*Goal of the exercise*
Reproduce every line in the material below that holds "Serialize".

*** Records for this task Section Begins ***

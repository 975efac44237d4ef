use serde::{Deserialize, Serialize};

// WGS84 ellipsoid
pub const RE_WGS84: f64 = 6378137.0;
pub const FE_WGS84: f64 = 1.0 / 298.257223563;

pub const RTCM3_PREAMBLE: u8 = 0xD3;
pub const RTCM3_HEADER_LEN: usize = 3;
pub const RTCM3_CRC_LEN: usize = 3;
pub const MSG_STATION_ARP: u16 = 1005;

pub const NTRIP_DEFAULT_PORT: u16 = 2101;
pub const SERIAL_DEFAULT_BAUD: u32 = 57600;

/// Geodetic position: latitude/longitude in degrees, ellipsoidal height in meters.
#[derive(Debug, Clone, Copy, PartialEq, Default, Serialize, Deserialize)]
#[serde(default)]
pub struct GeoPos {
    pub lat: f64,
    pub lon: f64,
    pub alt: f64,
}

impl GeoPos {
    pub fn new(lat: f64, lon: f64, alt: f64) -> Self {
        GeoPos { lat, lon, alt }
    }
}

impl std::fmt::Display for GeoPos {
    fn fmt(&self, f: &mut std::fmt::Formatter<'_>) -> std::fmt::Result {
        write!(f, "{:.7}, {:.7}, {:.1}m", self.lat, self.lon, self.alt)
    }
}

*** Records for this task Section Ends ***

*Your solution*
use serde::{Deserialize, Serialize};
#[derive(Debug, Clone, Copy, PartialEq, Default, Serialize, Deserialize)]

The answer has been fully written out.